IF 1.3 Q1 Arts and Humanities Pub Date : 2021-04-01 DOI: 10.53637/VKBU2144
Yee-Fui Ng, S. Gray
In the fight against coronavirus, the Australian government has enacted a series of measures that represent an expansion of executive powers. These include the use of smartphone contact-tracing technology, mandatory isolation arrangements, and the closure of businesses. Critics have expressed concerns about the long-term implications of these measures upon individual rights. This article will analyse the validity of such concerns in the context of other historical uses of executive power in Australia in times of crisis: during the Spanish Flu pandemic of 1918, the First and Second World Wars, and the ‘War on Terror’ post-September 2001. Drawing its conclusions from these historical precedents, the article argues that clear legislative safeguards are a minimum necessary step both to prevent police and governmental abuse of privacy, and to foster and maintain trust in the government’s ability to manage their ‘emergency’ powers in a manner consistent with human rights. © 2021, University of New South Wales Law Journal. All rights reserved.

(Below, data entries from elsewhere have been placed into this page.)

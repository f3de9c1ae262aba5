//! Field widget contract and type dispatch

use super::checkbox::CheckboxInput;
use super::select::SelectInput;
use super::text_input::{NumberInput, TextInput};
use crate::state::{ChangeEvent, FieldDescriptor, FieldType, FieldValue, FormController, SelectOption};
use crossterm::event::KeyEvent;
use ratatui::{
    layout::Rect,
    style::{Color, Style},
    text::{Line, Span},
    widgets::{Block, Borders},
    Frame,
};

/// Rows used by one rendered field (top border + content + bottom border)
pub const FIELD_HEIGHT: u16 = 3;

/// Everything a widget needs to draw one field and report edits
#[derive(Debug, Clone, Copy)]
pub struct WidgetProps<'a> {
    pub name: &'a str,
    pub label: &'a str,
    pub value: Option<&'a FieldValue>,
    pub required: bool,
    pub error: Option<&'a str>,
    /// Empty for everything but select fields
    pub options: &'a [SelectOption],
    pub focused: bool,
}

impl<'a> WidgetProps<'a> {
    /// Props for one schema field bound to the controller's current state
    pub fn for_field(field: &'a FieldDescriptor, form: &'a FormController, focused: bool) -> Self {
        Self {
            name: &field.name,
            label: &field.label,
            value: form.value_for(&field.name),
            required: field.required,
            error: form.error_for(&field.name),
            options: &field.options,
            focused,
        }
    }

    /// Current text, empty when unset or not textual
    pub fn text(&self) -> &str {
        self.value.map(FieldValue::as_text).unwrap_or("")
    }

    /// Build a text change notification for this field
    pub fn value_changed(&self, value: String) -> ChangeEvent {
        ChangeEvent::Value {
            name: self.name.to_string(),
            value,
        }
    }
}

/// Capability every field type's input control provides
pub trait FieldWidget {
    /// Draw the control into `area`
    fn render(&self, frame: &mut Frame, area: Rect, props: &WidgetProps);

    /// Translate a key press into a change notification, if it edits the value
    fn handle_key(&self, key: KeyEvent, props: &WidgetProps) -> Option<ChangeEvent>;
}

/// Pick the widget for a field type
pub fn widget_for(field_type: FieldType) -> &'static dyn FieldWidget {
    match field_type {
        FieldType::Text => &TextInput,
        FieldType::Number => &NumberInput,
        FieldType::Checkbox => &CheckboxInput,
        FieldType::Select => &SelectInput,
    }
}

/// Bordered block shared by all widgets
///
/// The label (with a red `*` when required) sits in the top border and the
/// error message, if any, in the bottom border.
pub fn field_block<'a>(props: &WidgetProps<'a>, show_label: bool) -> Block<'a> {
    let border_style = if props.error.is_some() {
        Style::default().fg(Color::Red)
    } else if props.focused {
        Style::default().fg(Color::Cyan)
    } else {
        Style::default().fg(Color::DarkGray)
    };

    let mut block = Block::default()
        .borders(Borders::ALL)
        .border_style(border_style);

    if show_label {
        let mut title = vec![Span::styled(
            format!(" {}", props.label),
            Style::default().fg(Color::White),
        )];
        if props.required {
            title.push(Span::styled(" *", Style::default().fg(Color::Red)));
        }
        title.push(Span::raw(" "));
        block = block.title(Line::from(title));
    }

    if let Some(error) = props.error {
        block = block.title_bottom(Line::from(Span::styled(
            format!(" {error} "),
            Style::default().fg(Color::Red),
        )));
    }

    block
}

/// Cursor glyph appended to the focused field's content
pub fn cursor_span(focused: bool) -> Span<'static> {
    let cursor = if focused { "▌" } else { "" };
    Span::styled(cursor, Style::default().fg(Color::Cyan))
}
//! Application state module

mod forms;
mod schema;

pub use forms::*;
pub use schema::*;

在抗击冠状病毒的斗争中,澳大利亚政府颁布了一系列措施,代表着行政权力的扩大。其中包括使用智能手机接触者追踪技术、强制隔离安排和关闭企业。批评者对这些措施对个人权利的长期影响表示关切。本文将结合澳大利亚在危机时期对行政权力的其他历史使用来分析这种担忧的有效性:1918年西班牙流感大流行期间,第一次和第二次世界大战期间,以及2001年9月后的“反恐战争”。文章从这些历史先例中得出结论,认为明确的立法保障措施是防止警察和政府滥用隐私的最低必要步骤,也是培养和保持对政府以符合人权的方式管理其“紧急”权力的能力的信任。©2021,新南威尔士大学法律期刊。保留所有权利。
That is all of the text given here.